Dataset records:

»»

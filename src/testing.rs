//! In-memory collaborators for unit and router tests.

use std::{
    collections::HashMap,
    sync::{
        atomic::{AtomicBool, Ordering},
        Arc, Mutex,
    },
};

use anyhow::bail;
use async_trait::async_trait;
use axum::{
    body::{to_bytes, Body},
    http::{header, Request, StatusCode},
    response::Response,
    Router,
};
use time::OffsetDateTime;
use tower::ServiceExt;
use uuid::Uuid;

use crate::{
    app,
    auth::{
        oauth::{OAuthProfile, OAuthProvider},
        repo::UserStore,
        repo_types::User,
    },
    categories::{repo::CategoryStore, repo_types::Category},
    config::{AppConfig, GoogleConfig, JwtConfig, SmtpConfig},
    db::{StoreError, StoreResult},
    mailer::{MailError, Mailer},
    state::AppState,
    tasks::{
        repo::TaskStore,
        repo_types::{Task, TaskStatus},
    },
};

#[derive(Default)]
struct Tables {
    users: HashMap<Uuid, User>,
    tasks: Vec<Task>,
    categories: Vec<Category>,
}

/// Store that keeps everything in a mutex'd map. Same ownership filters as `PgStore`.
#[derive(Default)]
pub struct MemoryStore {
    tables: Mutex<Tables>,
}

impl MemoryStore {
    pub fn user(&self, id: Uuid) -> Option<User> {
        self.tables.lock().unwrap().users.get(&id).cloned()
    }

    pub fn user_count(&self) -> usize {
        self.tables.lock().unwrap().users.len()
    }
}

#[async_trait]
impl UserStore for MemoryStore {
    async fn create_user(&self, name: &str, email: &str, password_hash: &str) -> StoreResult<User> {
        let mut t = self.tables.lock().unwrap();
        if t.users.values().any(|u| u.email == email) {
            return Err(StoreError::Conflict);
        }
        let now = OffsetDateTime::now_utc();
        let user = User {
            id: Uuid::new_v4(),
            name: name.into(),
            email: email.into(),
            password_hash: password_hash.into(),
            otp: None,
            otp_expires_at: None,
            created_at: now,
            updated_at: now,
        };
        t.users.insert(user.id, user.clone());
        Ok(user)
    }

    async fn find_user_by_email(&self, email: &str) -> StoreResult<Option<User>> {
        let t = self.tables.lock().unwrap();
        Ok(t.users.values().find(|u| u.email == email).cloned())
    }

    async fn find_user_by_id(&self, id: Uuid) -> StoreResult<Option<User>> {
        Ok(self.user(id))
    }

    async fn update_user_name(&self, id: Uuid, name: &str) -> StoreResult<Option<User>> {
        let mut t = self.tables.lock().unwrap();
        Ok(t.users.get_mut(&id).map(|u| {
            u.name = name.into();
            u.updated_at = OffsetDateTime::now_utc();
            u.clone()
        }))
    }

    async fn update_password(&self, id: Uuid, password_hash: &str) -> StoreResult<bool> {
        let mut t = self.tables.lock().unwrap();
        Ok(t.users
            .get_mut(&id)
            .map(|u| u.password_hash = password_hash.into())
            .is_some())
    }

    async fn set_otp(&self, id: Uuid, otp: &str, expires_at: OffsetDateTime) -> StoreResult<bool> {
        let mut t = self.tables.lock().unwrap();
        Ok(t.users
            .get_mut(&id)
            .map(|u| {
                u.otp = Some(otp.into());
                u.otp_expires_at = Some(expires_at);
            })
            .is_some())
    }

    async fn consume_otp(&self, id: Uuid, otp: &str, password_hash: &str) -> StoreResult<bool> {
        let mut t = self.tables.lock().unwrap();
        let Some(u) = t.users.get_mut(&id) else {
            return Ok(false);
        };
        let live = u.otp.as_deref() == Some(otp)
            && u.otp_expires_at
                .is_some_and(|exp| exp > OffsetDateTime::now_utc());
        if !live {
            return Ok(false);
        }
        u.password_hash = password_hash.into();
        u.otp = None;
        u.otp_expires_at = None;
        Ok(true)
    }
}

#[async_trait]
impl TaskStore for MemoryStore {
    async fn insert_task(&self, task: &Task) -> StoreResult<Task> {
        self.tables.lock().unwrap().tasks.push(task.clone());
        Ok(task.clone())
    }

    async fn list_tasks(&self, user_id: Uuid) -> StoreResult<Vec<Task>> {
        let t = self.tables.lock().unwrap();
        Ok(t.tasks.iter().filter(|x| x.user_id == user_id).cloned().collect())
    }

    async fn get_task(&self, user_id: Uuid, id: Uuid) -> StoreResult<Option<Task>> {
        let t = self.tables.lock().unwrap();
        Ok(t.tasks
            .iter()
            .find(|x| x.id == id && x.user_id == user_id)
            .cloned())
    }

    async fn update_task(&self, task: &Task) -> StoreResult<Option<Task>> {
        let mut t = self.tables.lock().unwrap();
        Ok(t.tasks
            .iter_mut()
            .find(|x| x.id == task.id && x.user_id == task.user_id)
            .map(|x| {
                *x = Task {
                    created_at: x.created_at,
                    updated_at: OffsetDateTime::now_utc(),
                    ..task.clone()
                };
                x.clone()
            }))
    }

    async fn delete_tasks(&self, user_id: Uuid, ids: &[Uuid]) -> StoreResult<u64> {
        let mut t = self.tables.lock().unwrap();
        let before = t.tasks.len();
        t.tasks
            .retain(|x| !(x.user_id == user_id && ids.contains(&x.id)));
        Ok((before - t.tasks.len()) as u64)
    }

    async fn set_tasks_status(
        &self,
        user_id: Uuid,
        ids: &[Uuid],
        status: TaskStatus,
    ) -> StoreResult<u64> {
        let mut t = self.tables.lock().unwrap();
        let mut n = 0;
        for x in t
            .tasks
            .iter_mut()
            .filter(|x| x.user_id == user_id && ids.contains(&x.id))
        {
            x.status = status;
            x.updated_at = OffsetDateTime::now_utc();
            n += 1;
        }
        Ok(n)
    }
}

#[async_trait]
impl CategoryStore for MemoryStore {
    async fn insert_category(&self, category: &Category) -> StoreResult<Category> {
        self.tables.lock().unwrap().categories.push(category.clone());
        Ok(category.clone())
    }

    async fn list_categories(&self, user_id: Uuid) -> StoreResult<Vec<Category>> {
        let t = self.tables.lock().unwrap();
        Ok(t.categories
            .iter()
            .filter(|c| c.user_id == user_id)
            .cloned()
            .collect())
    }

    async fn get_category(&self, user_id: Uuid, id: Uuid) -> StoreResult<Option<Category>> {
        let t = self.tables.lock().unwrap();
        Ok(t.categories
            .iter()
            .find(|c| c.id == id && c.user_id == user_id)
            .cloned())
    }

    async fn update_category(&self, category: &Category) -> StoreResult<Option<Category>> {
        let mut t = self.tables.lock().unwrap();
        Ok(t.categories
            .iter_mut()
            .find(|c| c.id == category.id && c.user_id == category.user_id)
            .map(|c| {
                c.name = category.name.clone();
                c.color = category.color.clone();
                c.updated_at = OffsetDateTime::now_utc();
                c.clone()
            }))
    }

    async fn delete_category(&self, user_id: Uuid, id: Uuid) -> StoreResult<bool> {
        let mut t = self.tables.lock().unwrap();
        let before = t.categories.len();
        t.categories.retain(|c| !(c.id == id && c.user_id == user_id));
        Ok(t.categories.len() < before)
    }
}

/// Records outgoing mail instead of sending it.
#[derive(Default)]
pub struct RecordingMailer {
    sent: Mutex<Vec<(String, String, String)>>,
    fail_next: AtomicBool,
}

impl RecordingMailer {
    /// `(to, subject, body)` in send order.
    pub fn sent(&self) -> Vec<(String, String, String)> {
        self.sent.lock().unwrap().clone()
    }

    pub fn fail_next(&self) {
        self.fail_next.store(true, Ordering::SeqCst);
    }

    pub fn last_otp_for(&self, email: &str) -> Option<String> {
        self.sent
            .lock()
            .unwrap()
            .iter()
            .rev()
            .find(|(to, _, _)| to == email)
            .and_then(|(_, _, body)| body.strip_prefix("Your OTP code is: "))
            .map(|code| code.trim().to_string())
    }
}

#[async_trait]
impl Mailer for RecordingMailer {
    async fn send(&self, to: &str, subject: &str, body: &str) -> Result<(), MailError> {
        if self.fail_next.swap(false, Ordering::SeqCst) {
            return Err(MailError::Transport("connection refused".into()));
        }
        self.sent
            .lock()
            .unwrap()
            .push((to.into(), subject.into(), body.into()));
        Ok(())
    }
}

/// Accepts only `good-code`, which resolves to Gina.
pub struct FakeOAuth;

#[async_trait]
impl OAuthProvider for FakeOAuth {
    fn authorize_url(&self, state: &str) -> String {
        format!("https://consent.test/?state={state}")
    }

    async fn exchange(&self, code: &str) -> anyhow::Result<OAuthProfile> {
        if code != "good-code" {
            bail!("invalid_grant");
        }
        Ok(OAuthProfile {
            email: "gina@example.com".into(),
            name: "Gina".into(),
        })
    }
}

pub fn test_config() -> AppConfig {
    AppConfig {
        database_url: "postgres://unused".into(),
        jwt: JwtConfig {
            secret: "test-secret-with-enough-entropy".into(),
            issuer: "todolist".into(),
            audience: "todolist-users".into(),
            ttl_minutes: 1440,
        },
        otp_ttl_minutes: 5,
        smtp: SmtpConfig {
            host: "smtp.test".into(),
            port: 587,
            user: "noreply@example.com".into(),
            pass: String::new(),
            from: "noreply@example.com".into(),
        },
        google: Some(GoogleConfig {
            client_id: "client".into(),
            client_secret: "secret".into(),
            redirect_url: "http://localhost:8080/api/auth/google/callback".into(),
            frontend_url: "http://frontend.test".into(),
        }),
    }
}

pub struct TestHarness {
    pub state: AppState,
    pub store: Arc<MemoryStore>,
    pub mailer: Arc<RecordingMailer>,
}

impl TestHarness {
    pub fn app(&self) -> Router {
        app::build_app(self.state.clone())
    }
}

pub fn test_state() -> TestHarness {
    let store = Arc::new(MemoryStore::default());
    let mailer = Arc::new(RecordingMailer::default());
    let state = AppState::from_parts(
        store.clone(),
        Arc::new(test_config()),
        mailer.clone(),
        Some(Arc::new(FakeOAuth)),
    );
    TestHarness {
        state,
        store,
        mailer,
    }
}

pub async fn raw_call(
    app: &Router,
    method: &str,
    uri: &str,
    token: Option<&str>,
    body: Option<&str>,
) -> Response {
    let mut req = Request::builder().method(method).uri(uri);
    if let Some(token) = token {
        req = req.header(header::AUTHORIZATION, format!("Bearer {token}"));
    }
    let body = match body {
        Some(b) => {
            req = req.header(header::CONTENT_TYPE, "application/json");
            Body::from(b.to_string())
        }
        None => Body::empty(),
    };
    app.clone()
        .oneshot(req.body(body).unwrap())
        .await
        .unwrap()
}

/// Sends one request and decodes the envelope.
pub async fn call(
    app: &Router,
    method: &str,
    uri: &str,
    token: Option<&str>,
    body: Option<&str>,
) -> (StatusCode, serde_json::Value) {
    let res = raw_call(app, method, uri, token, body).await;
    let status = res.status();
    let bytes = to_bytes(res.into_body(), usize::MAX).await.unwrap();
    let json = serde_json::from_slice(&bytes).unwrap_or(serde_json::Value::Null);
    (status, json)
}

««
»»

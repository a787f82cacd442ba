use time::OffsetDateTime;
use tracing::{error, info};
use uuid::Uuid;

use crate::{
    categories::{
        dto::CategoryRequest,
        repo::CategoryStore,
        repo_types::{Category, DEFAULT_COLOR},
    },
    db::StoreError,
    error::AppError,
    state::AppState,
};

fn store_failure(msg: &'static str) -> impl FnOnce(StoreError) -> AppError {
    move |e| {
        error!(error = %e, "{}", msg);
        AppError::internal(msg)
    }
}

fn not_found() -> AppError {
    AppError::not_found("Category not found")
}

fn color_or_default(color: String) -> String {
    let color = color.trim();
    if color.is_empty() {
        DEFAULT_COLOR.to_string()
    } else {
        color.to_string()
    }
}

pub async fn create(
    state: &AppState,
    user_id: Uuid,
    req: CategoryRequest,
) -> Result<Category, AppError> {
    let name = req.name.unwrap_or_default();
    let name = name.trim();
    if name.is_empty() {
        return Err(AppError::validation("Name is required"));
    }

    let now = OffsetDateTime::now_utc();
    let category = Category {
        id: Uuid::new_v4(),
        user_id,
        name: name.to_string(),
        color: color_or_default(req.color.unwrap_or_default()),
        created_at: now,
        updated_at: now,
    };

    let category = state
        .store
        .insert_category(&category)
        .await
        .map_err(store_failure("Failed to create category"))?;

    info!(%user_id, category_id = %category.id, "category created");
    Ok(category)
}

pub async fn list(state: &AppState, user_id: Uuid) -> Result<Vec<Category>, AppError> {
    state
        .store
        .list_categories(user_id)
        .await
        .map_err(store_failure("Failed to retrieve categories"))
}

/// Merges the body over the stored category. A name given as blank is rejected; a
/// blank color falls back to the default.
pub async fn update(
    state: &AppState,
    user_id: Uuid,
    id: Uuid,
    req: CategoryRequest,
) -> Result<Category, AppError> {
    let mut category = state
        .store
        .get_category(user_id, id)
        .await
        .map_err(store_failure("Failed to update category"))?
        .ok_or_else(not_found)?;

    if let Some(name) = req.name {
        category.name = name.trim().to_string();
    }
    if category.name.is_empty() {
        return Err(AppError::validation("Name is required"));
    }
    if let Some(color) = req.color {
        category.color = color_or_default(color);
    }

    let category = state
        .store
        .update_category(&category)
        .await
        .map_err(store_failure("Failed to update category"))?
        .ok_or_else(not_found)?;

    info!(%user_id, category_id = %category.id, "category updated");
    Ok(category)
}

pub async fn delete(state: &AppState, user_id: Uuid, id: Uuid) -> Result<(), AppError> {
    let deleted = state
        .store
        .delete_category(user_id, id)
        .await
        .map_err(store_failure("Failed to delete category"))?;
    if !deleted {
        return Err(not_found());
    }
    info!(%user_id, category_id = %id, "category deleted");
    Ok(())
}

««
»»

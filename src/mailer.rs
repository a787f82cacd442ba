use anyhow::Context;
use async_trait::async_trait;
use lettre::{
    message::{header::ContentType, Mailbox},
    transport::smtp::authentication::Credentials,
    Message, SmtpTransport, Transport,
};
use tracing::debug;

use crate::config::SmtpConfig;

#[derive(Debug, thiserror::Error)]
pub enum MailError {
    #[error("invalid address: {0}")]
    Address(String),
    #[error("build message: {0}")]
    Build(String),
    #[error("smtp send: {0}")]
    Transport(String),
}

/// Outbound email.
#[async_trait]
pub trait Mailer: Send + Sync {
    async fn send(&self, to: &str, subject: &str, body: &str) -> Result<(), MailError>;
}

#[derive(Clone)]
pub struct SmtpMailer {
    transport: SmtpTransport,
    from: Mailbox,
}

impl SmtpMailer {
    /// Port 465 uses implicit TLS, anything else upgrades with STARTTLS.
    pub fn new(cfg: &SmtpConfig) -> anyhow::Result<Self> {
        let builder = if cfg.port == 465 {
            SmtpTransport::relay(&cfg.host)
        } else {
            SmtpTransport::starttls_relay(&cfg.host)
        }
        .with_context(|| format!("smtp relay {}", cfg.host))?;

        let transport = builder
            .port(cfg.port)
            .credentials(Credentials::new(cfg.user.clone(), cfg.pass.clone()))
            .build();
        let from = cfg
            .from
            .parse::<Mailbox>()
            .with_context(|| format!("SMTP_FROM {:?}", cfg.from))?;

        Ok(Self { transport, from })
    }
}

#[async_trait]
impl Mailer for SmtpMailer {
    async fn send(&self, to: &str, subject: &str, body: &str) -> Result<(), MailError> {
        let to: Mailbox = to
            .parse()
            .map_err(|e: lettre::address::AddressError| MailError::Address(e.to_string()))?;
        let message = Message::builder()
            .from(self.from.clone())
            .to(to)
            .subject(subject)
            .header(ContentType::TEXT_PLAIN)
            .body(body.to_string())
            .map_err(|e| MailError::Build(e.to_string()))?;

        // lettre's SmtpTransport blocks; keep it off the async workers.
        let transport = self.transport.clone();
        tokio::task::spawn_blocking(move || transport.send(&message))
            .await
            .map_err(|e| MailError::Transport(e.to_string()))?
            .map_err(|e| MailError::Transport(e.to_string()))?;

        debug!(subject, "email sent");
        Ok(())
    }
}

««

EXERCISE OBJECTIVE> Collect the lines of the records that include the string "method".

SOLUTION FOR THIS PROBLEM>
    method: &str,
    let mut req = Request::builder().method(method).uri(uri);
    method: &str,
    let res = raw_call(app, method, uri, token, body).await;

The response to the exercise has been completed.